Je fis défiler les sites sans rien trouver de pertinent. Je reformulai sous forme de question et tombai sur un site expliquant les différents type de troubles alimentaires. Une brève présentation de l'anorexie me permit de resserrer mes recherches. Je tombai sur des photos et des articles qui me glacèrent le sang. Des hospitalisations où les patients finissaient branchés de partout. Des photos de stars dans le coma. Des corps rachitiques de personnes qui semblaient déjà mortes. Je revis Sam à la sortie de la douche, la dernière fois. Déjà si maigre... C'était il y a plusieurs jours et je ne l'avais plus revu depuis, il avait soigneusement éviter de me croiser lorsqu'il était habillé autrement qu'avec un T-shirt manches longues et un jogging. Peut-être qu'il s'était encore aminci, qu'il avait un physique désormais semblable à celui de cette fille appelée Sheyra, morte quelques années auparavant...

Je m'assis sur le lit tant le choc était grand et fermai la page. Les silhouettes décharnées continuaient de tourner dans ma tête et une voix me criait que Sam serait bientôt dans le même état. Une seule personne pouvait m'aider et je n'hésitai pas à l'appeler tout de suite.

Je traversai toute la maison en signalant que j'allais me promener, le téléphone à l'oreille. Je dus rappeler deux fois pour que Dallya réponde enfin. J'enfilai rapidement une paire de chaussures et refermai la porte derrière moi.

— Salut mon chou, ça fait un moment que je ne t'ai pas eu au téléphone, comment tu vas ?

— Moi je vais bien... Mais Sam est dans un mauvais état...

— De quoi est-ce que tu parles ?

— Il ne mange presque plus et je crois qu'il se fait vomir...

— La maladie du mannequin, souffla-t-elle avec une pointe de tristesse dans la voix.

— Il ne veut rien entendre, je lui ai dis que ce n'était pas normal mais il ne veut pas m'écouter...

— Ça ne sert à rien, il ne fera rien tant qu'il n'aurait pas eu le déclic.
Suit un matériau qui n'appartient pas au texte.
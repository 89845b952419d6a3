//! Record extraction: detected tables to canonical DRMIS and Oracle records.

use serde::Serialize;

use crate::allow_list::AllowList;
use crate::calendar::BusinessCalendar;
use crate::codes::{is_blank_code, normalize_drmis_code, normalize_oracle_code, parse_hours};
use crate::columns::{resolve_columns, ColumnMap, Field, DRMIS_FIELDS, ORACLE_FIELDS};
use crate::config::ExtractionConfig;
use crate::dates::normalize_date;
use crate::error::ReconError;
use crate::expand::expand_all;
use crate::grid::{cell, DetectedTable, Record};
use crate::model::{DrmisRecord, OracleRecord, Source};

/// Per-source row accounting.
#[derive(Debug, Clone, Default, PartialEq, Serialize)]
pub struct ExtractStats {
    pub rows_read: usize,
    pub bad_dates: usize,
    pub excluded: usize,
    pub not_allowed: usize,
    pub malformed_hours: usize,
    /// Negative hours, clamped to zero.
    pub negative_hours: usize,
    /// Records kept after filtering, before expansion.
    pub kept: usize,
    /// Records after multi-day expansion (Oracle only; equals `kept` for DRMIS).
    pub emitted: usize,
}

#[derive(Debug, Clone, PartialEq)]
pub struct Extracted<T> {
    pub records: Vec<T>,
    pub stats: ExtractStats,
}

fn header(map: &ColumnMap, field: Field) -> &str {
    // Required fields are guaranteed by resolve_columns.
    map.get(field).unwrap_or_default()
}

fn hours_of(row: &Record, column: &str, stats: &mut ExtractStats, source: Source) -> f64 {
    let hours = parse_hours(cell(row, column));
    if hours.is_malformed() {
        stats.malformed_hours += 1;
        log::debug!("{source}: malformed hours {hours:?}, counted as 0");
    }
    let value = hours.value();
    if value < 0.0 {
        stats.negative_hours += 1;
        log::debug!("{source}: negative hours {value}, counted as 0");
        return 0.0;
    }
    value
}

// ---------------------------------------------------------------------------
// DRMIS
// ---------------------------------------------------------------------------

pub fn extract_drmis(
    table: &DetectedTable,
    settings: &ExtractionConfig,
    allow: Option<&AllowList>,
) -> Result<Extracted<DrmisRecord>, ReconError> {
    let map = resolve_columns(&table.headers, DRMIS_FIELDS, Source::Drmis)?;
    let (emp_col, date_col, hours_col, code_col) = (
        header(&map, Field::EmployeeId),
        header(&map, Field::Date),
        header(&map, Field::Hours),
        header(&map, Field::LeaveType),
    );

    let mut stats = ExtractStats {
        rows_read: table.rows.len(),
        ..Default::default()
    };
    let mut records = Vec::new();

    for row in &table.rows {
        let Some(date) = normalize_date(cell(row, date_col)) else {
            stats.bad_dates += 1;
            continue;
        };
        let leave_code = normalize_drmis_code(cell(row, code_col));
        if settings.is_excluded_drmis(&leave_code) {
            stats.excluded += 1;
            continue;
        }
        if let Some(list) = allow {
            if !is_blank_code(&leave_code) && !list.contains(&leave_code) {
                stats.not_allowed += 1;
                continue;
            }
        }
        let hours = hours_of(row, hours_col, &mut stats, Source::Drmis);
        records.push(DrmisRecord {
            employee_id: cell(row, emp_col).as_text(),
            date,
            hours,
            leave_code,
        });
    }

    stats.kept = records.len();
    stats.emitted = records.len();
    log::info!(
        "DRMIS: {} of {} row(s) kept ({} bad date, {} excluded, {} not allowed)",
        stats.kept,
        stats.rows_read,
        stats.bad_dates,
        stats.excluded,
        stats.not_allowed
    );
    Ok(Extracted { records, stats })
}

// ---------------------------------------------------------------------------
// Oracle
// ---------------------------------------------------------------------------

pub fn extract_oracle(
    table: &DetectedTable,
    settings: &ExtractionConfig,
    allow: Option<&AllowList>,
    calendar: &BusinessCalendar,
) -> Result<Extracted<OracleRecord>, ReconError> {
    let map = resolve_columns(&table.headers, ORACLE_FIELDS, Source::Oracle)?;
    let (date_col, hours_col, code_col) = (
        header(&map, Field::FromDate),
        header(&map, Field::HoursRecorded),
        header(&map, Field::LeaveCode),
    );

    let mut stats = ExtractStats {
        rows_read: table.rows.len(),
        ..Default::default()
    };
    let mut records = Vec::new();

    for row in &table.rows {
        let Some(date) = normalize_date(cell(row, date_col)) else {
            stats.bad_dates += 1;
            continue;
        };
        let leave_code = normalize_oracle_code(cell(row, code_col));
        if settings.is_excluded_oracle(&leave_code) {
            stats.excluded += 1;
            continue;
        }
        if let Some(list) = allow {
            if is_blank_code(&leave_code) || !list.contains(&leave_code) {
                stats.not_allowed += 1;
                continue;
            }
        }
        let hours = hours_of(row, hours_col, &mut stats, Source::Oracle);
        records.push(OracleRecord {
            date,
            hours,
            leave_code,
        });
    }

    stats.kept = records.len();
    let records = expand_all(records, calendar, settings.max_daily_hours);
    stats.emitted = records.len();
    log::info!(
        "Oracle: {} of {} row(s) kept, {} after expansion ({} bad date, {} excluded, {} not allowed)",
        stats.kept,
        stats.rows_read,
        stats.emitted,
        stats.bad_dates,
        stats.excluded,
        stats.not_allowed
    );
    Ok(Extracted { records, stats })
}

#[cfg(test)]
mod tests {
    use super::*;
    use crate::calendar::FixedHolidays;
    use crate::cell::{CellValue, Grid};
    use crate::grid::{detect_table, DEFAULT_SCAN_ROWS};
    use chrono::NaiveDate;

    fn t(s: &str) -> CellValue {
        CellValue::from(s)
    }

    fn n(v: f64) -> CellValue {
        CellValue::Number(v)
    }

    fn ymd(y: i32, m: u32, d: u32) -> NaiveDate {
        NaiveDate::from_ymd_opt(y, m, d).unwrap()
    }

    fn drmis_table() -> DetectedTable {
        let grid: Grid = vec![
            vec![t("Pers.No."), t("Date"), t("Hours"), t("A/AType"), t("A/A Type Text")],
            vec![n(12345.0), t("28.04.2025"), n(4.25), t("1110"), t("Vacation")],
            vec![n(12345.0), t("29.04.2025"), n(7.5), t(""), t("")],
            vec![n(12345.0), t("not a date"), n(7.5), t("1110"), t("")],
            vec![n(12345.0), t("30.04.2025"), n(7.5), t("3010"), t("Travel")],
            vec![n(12345.0), t("01.05.2025"), n(7.5), t("1120"), t("Sick")],
            vec![n(12345.0), t("02.05.2025"), t("eight"), t("-"), t("")],
        ];
        detect_table(&grid, DEFAULT_SCAN_ROWS)
    }

    fn oracle_table() -> DetectedTable {
        let grid: Grid = vec![
            vec![t("Absence Report")],
            vec![t("From Date"), t("To Date"), t("Hours Recorded"), t("Leave Code")],
            vec![t("2025-04-28"), t("2025-04-28"), n(8.0), t("110")],
            vec![t("2025-05-05"), t("2025-05-07"), n(20.0), t("120")],
            vec![t("2025-05-12"), t("2025-05-12"), n(8.0), t("260")],
            vec![t(""), t(""), n(8.0), t("110")],
            vec![t("2025-05-13"), t("2025-05-13"), n(3.0), t("")],
        ];
        detect_table(&grid, DEFAULT_SCAN_ROWS)
    }

    #[test]
    fn drmis_rows_are_normalized_and_filtered() {
        let out = extract_drmis(&drmis_table(), &ExtractionConfig::default(), None).unwrap();
        let codes: Vec<_> = out.records.iter().map(|r| r.leave_code.as_str()).collect();
        assert_eq!(codes, vec!["1110", "0", "1120", "0"]);
        assert_eq!(out.records[0].employee_id, "12345");
        assert_eq!(out.records[0].date, ymd(2025, 4, 28));
        assert_eq!(out.records[0].hours, 4.25);
        assert_eq!(out.records[3].hours, 0.0);

        assert_eq!(out.stats.rows_read, 6);
        assert_eq!(out.stats.bad_dates, 1);
        assert_eq!(out.stats.excluded, 1);
        assert_eq!(out.stats.malformed_hours, 1);
        assert_eq!(out.stats.kept, 4);
    }

    #[test]
    fn negative_hours_are_clamped_and_counted() {
        let grid: Grid = vec![
            vec![t("Pers.No."), t("Date"), t("Hours"), t("A/AType")],
            vec![n(12345.0), t("28.04.2025"), n(-4.0), t("1110")],
            vec![n(12345.0), t("29.04.2025"), n(7.5), t("1110")],
            vec![n(12345.0), t("30.04.2025"), n(7.5), t("1110")],
        ];
        let table = detect_table(&grid, DEFAULT_SCAN_ROWS);
        let out = extract_drmis(&table, &ExtractionConfig::default(), None).unwrap();
        let hours: Vec<_> = out.records.iter().map(|r| r.hours).collect();
        assert_eq!(hours, vec![0.0, 7.5, 7.5]);
        assert_eq!(out.stats.negative_hours, 1);
        assert_eq!(out.stats.malformed_hours, 0);
    }

    #[test]
    fn drmis_allow_list_keeps_blank_codes() {
        let allow = AllowList::new(["1110"]);
        let out = extract_drmis(&drmis_table(), &ExtractionConfig::default(), Some(&allow)).unwrap();
        let codes: Vec<_> = out.records.iter().map(|r| r.leave_code.as_str()).collect();
        assert_eq!(codes, vec!["1110", "0", "0"]);
        assert_eq!(out.stats.not_allowed, 1);
    }

    #[test]
    fn drmis_missing_columns() {
        let grid: Grid = vec![
            vec![t("Employee"), t("Date"), t("Hours")],
            vec![n(1.0), t("28.04.2025"), n(8.0)],
        ];
        let table = detect_table(&grid, DEFAULT_SCAN_ROWS);
        let err = extract_drmis(&table, &ExtractionConfig::default(), None).unwrap_err();
        assert_eq!(
            err.missing_fields().map(|m| m.to_vec()),
            Some(vec!["employee_id".to_string(), "leave_type".to_string()])
        );
    }

    #[test]
    fn oracle_rows_are_bridged_filtered_and_expanded() {
        let cal = BusinessCalendar::new(FixedHolidays::new());
        let out = extract_oracle(&oracle_table(), &ExtractionConfig::default(), None, &cal).unwrap();

        let rows: Vec<_> = out
            .records
            .iter()
            .map(|r| (r.date, r.hours, r.leave_code.as_str()))
            .collect();
        assert_eq!(
            rows,
            vec![
                (ymd(2025, 4, 28), 8.0, "1110"),
                (ymd(2025, 5, 5), 8.0, "1120"),
                (ymd(2025, 5, 6), 8.0, "1120"),
                (ymd(2025, 5, 7), 4.0, "1120"),
                (ymd(2025, 5, 13), 3.0, "0"),
            ]
        );
        assert_eq!(out.stats.excluded, 1);
        assert_eq!(out.stats.bad_dates, 1);
        assert_eq!(out.stats.kept, 3);
        assert_eq!(out.stats.emitted, 5);
    }

    #[test]
    fn oracle_allow_list_drops_blank_codes() {
        let cal = BusinessCalendar::new(FixedHolidays::new());
        let allow = AllowList::new(["1110"]);
        let out =
            extract_oracle(&oracle_table(), &ExtractionConfig::default(), Some(&allow), &cal).unwrap();
        assert_eq!(out.records.len(), 1);
        assert_eq!(out.records[0].leave_code, "1110");
        assert_eq!(out.stats.not_allowed, 2);
    }

    #[test]
    fn oracle_missing_columns_lists_headers() {
        let grid: Grid = vec![vec![t("Start"), t("Hours"), t("Type")], vec![t("2025-04-28"), n(8.0), t("110")]];
        let table = detect_table(&grid, DEFAULT_SCAN_ROWS);
        let cal = BusinessCalendar::default();
        match extract_oracle(&table, &ExtractionConfig::default(), None, &cal) {
            Err(ReconError::MissingColumns { source, missing, available }) => {
                assert_eq!(source, Source::Oracle);
                assert_eq!(missing, vec!["from_date", "leave_code"]);
                assert_eq!(available, vec!["Start", "Hours", "Type"]);
            }
            other => panic!("expected MissingColumns, got {other:?}"),
        }
    }
}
— Le déclic ? De quoi tu parles enfin ! répondis-je en montant le ton sous le coup de l'inquiétude.

Plusieurs personnes se tournèrent dans ma direction mais je ne me préoccupai pas d'eux

— S'il ne prend pas conscience de sa maladie, il refusera ton aide et celle de n'importe qui d'autre. Ne le force à rien pour l'instant, continue de prendre soin de lui sans te soucier de ça.

— Mais je ne peux pas. Dallya, j'ai tellement peur de le perdre.

Ma voix se brisa et je décidai de m'asseoir sur le premier banc que je croisais.

— J'ai tellement besoin de lui dans ma vie, je ne peux pas ignorer ça... sanglotai-je.

— Allan, il ne va pas tarder à s'en rendre compte, ne t'inquiète pas...

Je reniflai en fermant les yeux un peu trop fort. Je vis des points colorés en les rouvrant mais je les chassai en même temps que les larmes et remerciai Dallya à voix basse.

— C'est normal. Je suis là, toujours... Appelle moi si ça empire, d'accord ? Je te laisse, tu as ton homme à retrouver.

— Merci pour tout Dallya, je t'aime...

— Je t'aime aussi Allan, dit-elle avant de raccrocher aussitôt.

Je soufflai et me redressai. Quelques personnes me fixaient mais je décidai de les ignorer pour reprendre le chemin de la maison, la tête vide.